Records from a dataset:
※
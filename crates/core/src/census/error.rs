//! Error types for the census module.

use thiserror::Error;

/// Systemic failures of the process census.
///
/// Per-process races (a process exiting or being inaccessible while the table
/// is read) are not errors; they are treated as absence.
#[derive(Debug, Error)]
pub enum CensusError {
    /// Process enumeration is not supported on this platform.
    #[error("Process enumeration is not supported on this platform")]
    Unsupported,

    /// The OS process table could not be read.
    #[error("Process enumeration failed: {reason}")]
    EnumerationFailed { reason: String },
}

impl CensusError {
    /// Creates an enumeration failed error.
    pub fn enumeration_failed(reason: impl Into<String>) -> Self {
        Self::EnumerationFailed {
            reason: reason.into(),
        }
    }
}

/// Failure to terminate a single process.
#[derive(Debug, Error)]
pub enum TerminateError {
    /// The process no longer exists.
    #[error("No such process: {pid}")]
    NoSuchProcess { pid: u32 },

    /// The caller lacks permission to signal the process.
    #[error("Permission denied terminating process {pid}")]
    PermissionDenied { pid: u32 },

    /// Any other OS-level failure.
    #[error("Failed to terminate process {pid}: {reason}")]
    Failed { pid: u32, reason: String },
}

impl TerminateError {
    /// Whether the process was already gone.
    pub fn is_gone(&self) -> bool {
        matches!(self, Self::NoSuchProcess { .. })
    }
}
※
About this task: Filter the records for the string "TerminateError" and copy every line that holds it.

Solution for this task:
pub enum TerminateError {
impl TerminateError {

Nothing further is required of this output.